Work instruction: From the first record to the last, write out each one exactly.

[Stored data entries]

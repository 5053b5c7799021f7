use prometheus::{Encoder, HistogramVec, IntCounterVec, Opts, Registry, TextEncoder};
use std::sync::OnceLock;

// Global registry
pub static REGISTRY: OnceLock<Registry> = OnceLock::new();

// Metrics
pub static HTTP_REQUESTS_TOTAL: OnceLock<IntCounterVec> = OnceLock::new();
pub static HTTP_REQUEST_DURATION_SECONDS: OnceLock<HistogramVec> = OnceLock::new();
pub static AUTH_FLOW_EVENTS_TOTAL: OnceLock<IntCounterVec> = OnceLock::new();

pub fn init_metrics() {
    let registry = Registry::new();

    let requests_total = match IntCounterVec::new(
        Opts::new("http_requests_total", "Total number of HTTP requests"),
        &["method", "path", "status"],
    ) {
        Ok(metric) => metric,
        Err(e) => {
            tracing::error!("Failed to create http_requests_total metric: {}", e);
            panic!("Failed to initialize metrics: {}", e);
        }
    };

    let request_duration = match HistogramVec::new(
        prometheus::HistogramOpts::new(
            "http_request_duration_seconds",
            "HTTP request duration in seconds",
        ),
        &["method", "path", "status"],
    ) {
        Ok(metric) => metric,
        Err(e) => {
            tracing::error!(
                "Failed to create http_request_duration_seconds metric: {}",
                e
            );
            panic!("Failed to initialize metrics: {}", e);
        }
    };

    let flow_events = match IntCounterVec::new(
        Opts::new(
            "auth_flow_events_total",
            "Authorization flow events emitted, by kind",
        ),
        &["kind"],
    ) {
        Ok(metric) => metric,
        Err(e) => {
            tracing::error!("Failed to create auth_flow_events_total metric: {}", e);
            panic!("Failed to initialize metrics: {}", e);
        }
    };

    if let Err(e) = registry.register(Box::new(requests_total.clone())) {
        tracing::error!("Failed to register http_requests_total collector: {}", e);
        panic!("Failed to initialize metrics: {}", e);
    }

    if let Err(e) = registry.register(Box::new(request_duration.clone())) {
        tracing::error!(
            "Failed to register http_request_duration_seconds collector: {}",
            e
        );
        panic!("Failed to initialize metrics: {}", e);
    }

    if let Err(e) = registry.register(Box::new(flow_events.clone())) {
        tracing::error!("Failed to register auth_flow_events_total collector: {}", e);
        panic!("Failed to initialize metrics: {}", e);
    }

    // Initialize globals
    let _ = REGISTRY.set(registry);
    let _ = HTTP_REQUESTS_TOTAL.set(requests_total);
    let _ = HTTP_REQUEST_DURATION_SECONDS.set(request_duration);
    let _ = AUTH_FLOW_EVENTS_TOTAL.set(flow_events);
}

/// Count one emitted flow event. No-op until `init_metrics` has run, so
/// library embedders and tests pay nothing.
pub fn observe_flow_event(kind: &str) {
    if let Some(counter) = AUTH_FLOW_EVENTS_TOTAL.get() {
        counter.with_label_values(&[kind]).inc();
    }
}

pub fn get_metrics() -> String {
    let mut buffer = Vec::new();
    let encoder = TextEncoder::new();

    let registry = match REGISTRY.get() {
        Some(r) => r,
        None => {
            tracing::error!("Metrics registry not initialized");
            return "# Metrics registry not initialized\n".to_string();
        }
    };

    let metric_families = registry.gather();

    if let Err(e) = encoder.encode(&metric_families, &mut buffer) {
        tracing::error!("Failed to encode metrics: {}", e);
        return format!("# Failed to encode metrics: {}\n", e);
    }

    match String::from_utf8(buffer) {
        Ok(s) => s,
        Err(e) => {
            tracing::error!("Failed to convert metrics to UTF-8: {}", e);
            format!("# Failed to convert metrics to UTF-8: {}\n", e)
        }
    }
}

Response to this exercise:
repository 5053b5c7799021f7
use prometheus::{Encoder, HistogramVec, IntCounterVec, Opts, Registry, TextEncoder};
use std::sync::OnceLock;

// Global registry
pub static REGISTRY: OnceLock<Registry> = OnceLock::new();

// Metrics
pub static HTTP_REQUESTS_TOTAL: OnceLock<IntCounterVec> = OnceLock::new();
pub static HTTP_REQUEST_DURATION_SECONDS: OnceLock<HistogramVec> = OnceLock::new();
pub static AUTH_FLOW_EVENTS_TOTAL: OnceLock<IntCounterVec> = OnceLock::new();

pub fn init_metrics() {
    let registry = Registry::new();

    let requests_total = match IntCounterVec::new(
        Opts::new("http_requests_total", "Total number of HTTP requests"),
        &["method", "path", "status"],
    ) {
        Ok(metric) => metric,
        Err(e) => {
            tracing::error!("Failed to create http_requests_total metric: {}", e);
            panic!("Failed to initialize metrics: {}", e);
        }
    };

    let request_duration = match HistogramVec::new(
        prometheus::HistogramOpts::new(
            "http_request_duration_seconds",
            "HTTP request duration in seconds",
        ),
        &["method", "path", "status"],
    ) {
        Ok(metric) => metric,
        Err(e) => {
            tracing::error!(
                "Failed to create http_request_duration_seconds metric: {}",
                e
            );
            panic!("Failed to initialize metrics: {}", e);
        }
    };

    let flow_events = match IntCounterVec::new(
        Opts::new(
            "auth_flow_events_total",
            "Authorization flow events emitted, by kind",
        ),
        &["kind"],
    ) {
        Ok(metric) => metric,
        Err(e) => {
            tracing::error!("Failed to create auth_flow_events_total metric: {}", e);
            panic!("Failed to initialize metrics: {}", e);
        }
    };

    if let Err(e) = registry.register(Box::new(requests_total.clone())) {
        tracing::error!("Failed to register http_requests_total collector: {}", e);
        panic!("Failed to initialize metrics: {}", e);
    }

    if let Err(e) = registry.register(Box::new(request_duration.clone())) {
        tracing::error!(
            "Failed to register http_request_duration_seconds collector: {}",
            e
        );
        panic!("Failed to initialize metrics: {}", e);
    }

    if let Err(e) = registry.register(Box::new(flow_events.clone())) {
        tracing::error!("Failed to register auth_flow_events_total collector: {}", e);
        panic!("Failed to initialize metrics: {}", e);
    }

    // Initialize globals
    let _ = REGISTRY.set(registry);
    let _ = HTTP_REQUESTS_TOTAL.set(requests_total);
    let _ = HTTP_REQUEST_DURATION_SECONDS.set(request_duration);
    let _ = AUTH_FLOW_EVENTS_TOTAL.set(flow_events);
}

/// Count one emitted flow event. No-op until `init_metrics` has run, so
/// library embedders and tests pay nothing.
pub fn observe_flow_event(kind: &str) {
    if let Some(counter) = AUTH_FLOW_EVENTS_TOTAL.get() {
        counter.with_label_values(&[kind]).inc();
    }
}

pub fn get_metrics() -> String {
    let mut buffer = Vec::new();
    let encoder = TextEncoder::new();

    let registry = match REGISTRY.get() {
        Some(r) => r,
        None => {
            tracing::error!("Metrics registry not initialized");
            return "# Metrics registry not initialized\n".to_string();
        }
    };

    let metric_families = registry.gather();

    if let Err(e) = encoder.encode(&metric_families, &mut buffer) {
        tracing::error!("Failed to encode metrics: {}", e);
        return format!("# Failed to encode metrics: {}\n", e);
    }

    match String::from_utf8(buffer) {
        Ok(s) => s,
        Err(e) => {
            tracing::error!("Failed to convert metrics to UTF-8: {}", e);
            format!("# Failed to convert metrics to UTF-8: {}\n", e)
        }
    }
}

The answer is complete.